Work to complete → Copy out all the lines of the data that hold the word "assistant".
:::
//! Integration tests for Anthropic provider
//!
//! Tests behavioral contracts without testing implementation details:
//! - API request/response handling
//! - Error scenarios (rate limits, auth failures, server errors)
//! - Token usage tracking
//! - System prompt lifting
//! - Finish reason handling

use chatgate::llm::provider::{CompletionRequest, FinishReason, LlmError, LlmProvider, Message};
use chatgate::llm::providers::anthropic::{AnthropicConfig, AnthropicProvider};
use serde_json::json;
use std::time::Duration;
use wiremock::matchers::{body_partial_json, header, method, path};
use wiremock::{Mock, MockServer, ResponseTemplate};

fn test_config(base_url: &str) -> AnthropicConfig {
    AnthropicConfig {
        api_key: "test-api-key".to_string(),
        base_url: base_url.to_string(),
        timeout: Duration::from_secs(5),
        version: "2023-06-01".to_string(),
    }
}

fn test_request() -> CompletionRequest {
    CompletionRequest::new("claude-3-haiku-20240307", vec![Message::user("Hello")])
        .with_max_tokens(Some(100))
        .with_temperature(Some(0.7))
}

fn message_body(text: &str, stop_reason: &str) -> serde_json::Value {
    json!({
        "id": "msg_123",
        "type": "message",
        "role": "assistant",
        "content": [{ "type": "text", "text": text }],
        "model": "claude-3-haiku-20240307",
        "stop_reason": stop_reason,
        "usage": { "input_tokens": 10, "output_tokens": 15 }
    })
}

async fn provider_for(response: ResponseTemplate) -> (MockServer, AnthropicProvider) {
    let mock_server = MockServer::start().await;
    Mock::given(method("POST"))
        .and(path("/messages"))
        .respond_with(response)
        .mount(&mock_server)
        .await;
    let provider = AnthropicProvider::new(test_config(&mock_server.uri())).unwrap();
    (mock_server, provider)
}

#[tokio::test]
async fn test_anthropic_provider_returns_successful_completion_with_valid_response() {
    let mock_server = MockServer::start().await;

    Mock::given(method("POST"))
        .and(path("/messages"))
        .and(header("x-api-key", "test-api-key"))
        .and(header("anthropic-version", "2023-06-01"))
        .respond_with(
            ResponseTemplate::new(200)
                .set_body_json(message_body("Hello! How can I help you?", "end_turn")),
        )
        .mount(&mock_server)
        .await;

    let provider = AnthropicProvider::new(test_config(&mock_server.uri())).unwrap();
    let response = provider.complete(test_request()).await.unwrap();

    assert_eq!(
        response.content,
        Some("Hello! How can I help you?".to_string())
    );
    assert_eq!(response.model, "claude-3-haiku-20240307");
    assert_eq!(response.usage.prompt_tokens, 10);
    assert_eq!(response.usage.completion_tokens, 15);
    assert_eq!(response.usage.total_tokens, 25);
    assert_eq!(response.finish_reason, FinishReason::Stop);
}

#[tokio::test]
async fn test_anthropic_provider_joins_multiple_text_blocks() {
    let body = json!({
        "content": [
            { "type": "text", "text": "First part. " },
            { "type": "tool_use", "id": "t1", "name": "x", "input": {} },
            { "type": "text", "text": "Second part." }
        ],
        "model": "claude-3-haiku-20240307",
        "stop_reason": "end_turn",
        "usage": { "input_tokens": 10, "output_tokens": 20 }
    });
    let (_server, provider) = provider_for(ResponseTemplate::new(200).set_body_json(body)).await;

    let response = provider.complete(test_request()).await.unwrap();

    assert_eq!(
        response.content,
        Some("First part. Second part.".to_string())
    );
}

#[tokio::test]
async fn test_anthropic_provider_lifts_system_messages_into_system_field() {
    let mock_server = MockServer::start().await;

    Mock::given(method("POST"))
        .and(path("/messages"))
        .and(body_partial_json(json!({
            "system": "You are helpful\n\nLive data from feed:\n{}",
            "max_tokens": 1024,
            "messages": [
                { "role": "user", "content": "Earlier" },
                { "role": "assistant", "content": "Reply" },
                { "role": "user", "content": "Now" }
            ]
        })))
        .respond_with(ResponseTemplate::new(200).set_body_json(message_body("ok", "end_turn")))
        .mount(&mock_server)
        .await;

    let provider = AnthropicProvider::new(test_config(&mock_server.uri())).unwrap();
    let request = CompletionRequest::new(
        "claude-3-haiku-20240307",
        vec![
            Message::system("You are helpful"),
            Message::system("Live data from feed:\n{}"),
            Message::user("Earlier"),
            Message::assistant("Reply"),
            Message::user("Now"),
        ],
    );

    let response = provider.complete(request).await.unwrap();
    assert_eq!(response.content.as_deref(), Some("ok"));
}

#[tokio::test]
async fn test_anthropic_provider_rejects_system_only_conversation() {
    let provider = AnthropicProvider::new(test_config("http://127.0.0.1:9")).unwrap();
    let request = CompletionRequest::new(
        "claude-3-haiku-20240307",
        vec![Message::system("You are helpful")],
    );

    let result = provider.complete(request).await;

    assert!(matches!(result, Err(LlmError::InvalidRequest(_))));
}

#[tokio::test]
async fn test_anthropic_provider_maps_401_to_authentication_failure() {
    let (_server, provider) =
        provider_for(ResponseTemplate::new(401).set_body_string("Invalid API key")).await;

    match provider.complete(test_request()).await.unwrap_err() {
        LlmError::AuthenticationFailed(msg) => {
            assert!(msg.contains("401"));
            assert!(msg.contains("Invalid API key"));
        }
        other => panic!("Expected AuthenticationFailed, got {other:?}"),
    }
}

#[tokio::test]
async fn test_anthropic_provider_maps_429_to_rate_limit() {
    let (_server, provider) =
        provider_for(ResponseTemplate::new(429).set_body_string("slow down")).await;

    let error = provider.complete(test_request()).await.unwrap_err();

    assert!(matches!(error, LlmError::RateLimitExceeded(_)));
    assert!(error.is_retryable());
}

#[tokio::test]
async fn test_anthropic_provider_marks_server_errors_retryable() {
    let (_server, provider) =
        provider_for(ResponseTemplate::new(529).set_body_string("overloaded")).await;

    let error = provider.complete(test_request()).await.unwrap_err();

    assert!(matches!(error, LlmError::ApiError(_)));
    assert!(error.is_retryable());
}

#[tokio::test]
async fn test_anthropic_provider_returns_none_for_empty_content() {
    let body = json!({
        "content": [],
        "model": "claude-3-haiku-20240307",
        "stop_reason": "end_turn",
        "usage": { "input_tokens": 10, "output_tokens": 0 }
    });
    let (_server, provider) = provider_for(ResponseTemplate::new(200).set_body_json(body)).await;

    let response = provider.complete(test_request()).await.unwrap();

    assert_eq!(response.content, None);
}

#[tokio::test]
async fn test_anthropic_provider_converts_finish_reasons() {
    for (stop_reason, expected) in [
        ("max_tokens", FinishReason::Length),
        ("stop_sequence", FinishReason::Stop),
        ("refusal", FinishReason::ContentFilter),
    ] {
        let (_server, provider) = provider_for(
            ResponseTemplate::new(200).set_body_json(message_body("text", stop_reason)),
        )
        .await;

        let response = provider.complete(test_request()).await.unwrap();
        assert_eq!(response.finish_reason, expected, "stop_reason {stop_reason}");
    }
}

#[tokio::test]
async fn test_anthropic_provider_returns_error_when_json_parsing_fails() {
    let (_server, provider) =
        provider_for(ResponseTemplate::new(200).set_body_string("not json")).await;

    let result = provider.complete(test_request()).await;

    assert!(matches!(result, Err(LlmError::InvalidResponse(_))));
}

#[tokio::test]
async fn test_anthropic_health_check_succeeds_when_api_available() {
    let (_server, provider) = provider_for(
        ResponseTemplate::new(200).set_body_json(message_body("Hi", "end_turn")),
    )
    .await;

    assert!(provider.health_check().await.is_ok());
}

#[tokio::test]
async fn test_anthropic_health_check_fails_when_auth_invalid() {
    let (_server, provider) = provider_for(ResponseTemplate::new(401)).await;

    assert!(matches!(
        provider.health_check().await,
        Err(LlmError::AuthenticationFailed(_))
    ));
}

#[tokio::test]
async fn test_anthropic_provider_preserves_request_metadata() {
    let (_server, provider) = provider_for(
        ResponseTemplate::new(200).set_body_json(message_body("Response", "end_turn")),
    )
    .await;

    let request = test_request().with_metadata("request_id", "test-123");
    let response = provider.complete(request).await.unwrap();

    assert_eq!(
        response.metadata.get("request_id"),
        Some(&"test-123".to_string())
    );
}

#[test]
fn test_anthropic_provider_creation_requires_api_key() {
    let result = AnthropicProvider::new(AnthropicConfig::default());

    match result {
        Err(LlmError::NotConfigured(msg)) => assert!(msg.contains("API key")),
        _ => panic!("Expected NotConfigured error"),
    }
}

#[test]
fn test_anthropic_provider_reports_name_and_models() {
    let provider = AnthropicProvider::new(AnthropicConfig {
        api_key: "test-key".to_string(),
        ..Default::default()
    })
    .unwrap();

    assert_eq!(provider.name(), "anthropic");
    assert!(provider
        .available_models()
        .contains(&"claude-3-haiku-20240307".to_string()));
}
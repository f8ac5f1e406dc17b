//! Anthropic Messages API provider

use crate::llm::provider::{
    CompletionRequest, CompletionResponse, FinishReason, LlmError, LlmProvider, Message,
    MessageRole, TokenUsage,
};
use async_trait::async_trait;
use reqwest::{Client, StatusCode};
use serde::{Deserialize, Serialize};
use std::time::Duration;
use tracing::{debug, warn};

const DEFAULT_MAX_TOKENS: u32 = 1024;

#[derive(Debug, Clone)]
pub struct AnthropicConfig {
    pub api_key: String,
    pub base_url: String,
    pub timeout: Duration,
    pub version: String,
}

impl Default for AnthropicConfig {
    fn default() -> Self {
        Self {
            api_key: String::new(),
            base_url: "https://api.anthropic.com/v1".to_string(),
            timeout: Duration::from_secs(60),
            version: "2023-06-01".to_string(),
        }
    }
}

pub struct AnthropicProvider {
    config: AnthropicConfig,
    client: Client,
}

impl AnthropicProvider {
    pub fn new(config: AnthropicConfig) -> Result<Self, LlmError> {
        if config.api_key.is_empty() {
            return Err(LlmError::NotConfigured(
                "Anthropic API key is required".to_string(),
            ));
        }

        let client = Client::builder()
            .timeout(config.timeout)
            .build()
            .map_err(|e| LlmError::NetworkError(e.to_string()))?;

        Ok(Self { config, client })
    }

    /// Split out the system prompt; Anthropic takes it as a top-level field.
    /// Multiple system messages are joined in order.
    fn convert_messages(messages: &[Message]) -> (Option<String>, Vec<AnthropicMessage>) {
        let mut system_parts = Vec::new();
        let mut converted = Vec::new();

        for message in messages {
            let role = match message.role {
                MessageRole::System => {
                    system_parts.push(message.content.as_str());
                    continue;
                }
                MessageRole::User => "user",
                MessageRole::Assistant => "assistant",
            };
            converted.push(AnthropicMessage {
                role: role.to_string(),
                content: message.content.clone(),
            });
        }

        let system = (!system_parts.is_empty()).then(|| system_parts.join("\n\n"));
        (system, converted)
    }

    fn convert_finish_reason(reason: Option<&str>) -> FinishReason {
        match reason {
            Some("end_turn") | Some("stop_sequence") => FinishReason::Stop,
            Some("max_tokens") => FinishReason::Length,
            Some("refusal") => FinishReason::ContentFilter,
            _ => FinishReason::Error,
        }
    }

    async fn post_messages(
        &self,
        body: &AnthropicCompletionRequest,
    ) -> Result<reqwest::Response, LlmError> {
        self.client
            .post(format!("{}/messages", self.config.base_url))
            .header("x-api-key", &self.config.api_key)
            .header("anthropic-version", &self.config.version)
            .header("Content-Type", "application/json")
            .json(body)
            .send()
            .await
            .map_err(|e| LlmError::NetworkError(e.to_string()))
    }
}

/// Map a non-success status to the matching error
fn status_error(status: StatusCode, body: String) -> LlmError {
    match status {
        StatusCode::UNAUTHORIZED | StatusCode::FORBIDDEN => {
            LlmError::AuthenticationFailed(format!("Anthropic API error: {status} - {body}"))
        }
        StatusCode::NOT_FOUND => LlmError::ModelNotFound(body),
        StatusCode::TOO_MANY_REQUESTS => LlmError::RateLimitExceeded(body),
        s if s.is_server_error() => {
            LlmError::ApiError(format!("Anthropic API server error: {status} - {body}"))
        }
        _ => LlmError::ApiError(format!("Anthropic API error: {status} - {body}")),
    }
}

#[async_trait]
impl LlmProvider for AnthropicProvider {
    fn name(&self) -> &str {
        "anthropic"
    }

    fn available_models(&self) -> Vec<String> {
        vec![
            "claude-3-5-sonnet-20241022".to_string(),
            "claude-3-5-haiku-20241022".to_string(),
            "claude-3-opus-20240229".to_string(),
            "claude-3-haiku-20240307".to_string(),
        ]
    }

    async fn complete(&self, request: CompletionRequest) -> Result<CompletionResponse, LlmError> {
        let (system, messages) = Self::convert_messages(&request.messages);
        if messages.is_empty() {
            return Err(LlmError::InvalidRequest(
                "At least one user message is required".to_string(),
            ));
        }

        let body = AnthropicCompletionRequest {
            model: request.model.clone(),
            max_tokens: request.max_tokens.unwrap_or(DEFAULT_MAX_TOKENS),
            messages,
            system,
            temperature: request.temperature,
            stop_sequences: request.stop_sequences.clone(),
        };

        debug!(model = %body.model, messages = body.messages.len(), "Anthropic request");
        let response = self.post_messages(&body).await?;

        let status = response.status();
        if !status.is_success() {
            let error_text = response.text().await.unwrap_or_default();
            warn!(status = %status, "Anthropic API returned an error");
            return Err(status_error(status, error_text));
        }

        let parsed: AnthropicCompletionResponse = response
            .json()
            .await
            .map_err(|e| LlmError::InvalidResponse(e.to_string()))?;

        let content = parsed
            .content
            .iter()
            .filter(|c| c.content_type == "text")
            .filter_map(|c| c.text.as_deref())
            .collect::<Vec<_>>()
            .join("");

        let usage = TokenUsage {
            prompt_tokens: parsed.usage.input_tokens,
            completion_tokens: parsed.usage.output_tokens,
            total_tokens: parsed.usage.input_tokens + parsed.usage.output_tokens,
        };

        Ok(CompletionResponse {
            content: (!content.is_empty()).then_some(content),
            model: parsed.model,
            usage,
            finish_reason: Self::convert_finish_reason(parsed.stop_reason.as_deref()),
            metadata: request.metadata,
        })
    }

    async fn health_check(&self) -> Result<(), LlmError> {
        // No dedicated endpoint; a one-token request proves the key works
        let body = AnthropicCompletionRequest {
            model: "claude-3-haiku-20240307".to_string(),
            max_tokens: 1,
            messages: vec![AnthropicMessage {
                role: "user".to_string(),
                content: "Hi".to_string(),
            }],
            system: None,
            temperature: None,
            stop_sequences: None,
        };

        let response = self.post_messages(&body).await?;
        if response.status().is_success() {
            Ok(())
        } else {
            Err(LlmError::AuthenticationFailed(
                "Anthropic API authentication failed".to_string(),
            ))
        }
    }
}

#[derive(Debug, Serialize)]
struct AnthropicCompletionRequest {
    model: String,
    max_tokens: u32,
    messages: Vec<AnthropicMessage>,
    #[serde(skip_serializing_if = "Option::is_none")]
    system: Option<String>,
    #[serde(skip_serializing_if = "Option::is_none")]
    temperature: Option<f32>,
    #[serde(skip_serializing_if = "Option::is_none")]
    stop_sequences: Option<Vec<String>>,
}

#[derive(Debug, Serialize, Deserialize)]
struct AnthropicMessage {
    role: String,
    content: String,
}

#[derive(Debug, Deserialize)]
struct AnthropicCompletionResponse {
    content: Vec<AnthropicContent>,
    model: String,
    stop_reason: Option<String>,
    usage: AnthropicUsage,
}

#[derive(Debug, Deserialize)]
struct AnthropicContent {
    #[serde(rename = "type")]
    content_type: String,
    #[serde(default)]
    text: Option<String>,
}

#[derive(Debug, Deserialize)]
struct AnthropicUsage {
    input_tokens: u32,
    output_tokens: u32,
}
:::
Response →
        "role": "assistant",
                { "role": "assistant", "content": "Reply" },
            Message::assistant("Reply"),
                MessageRole::Assistant => "assistant",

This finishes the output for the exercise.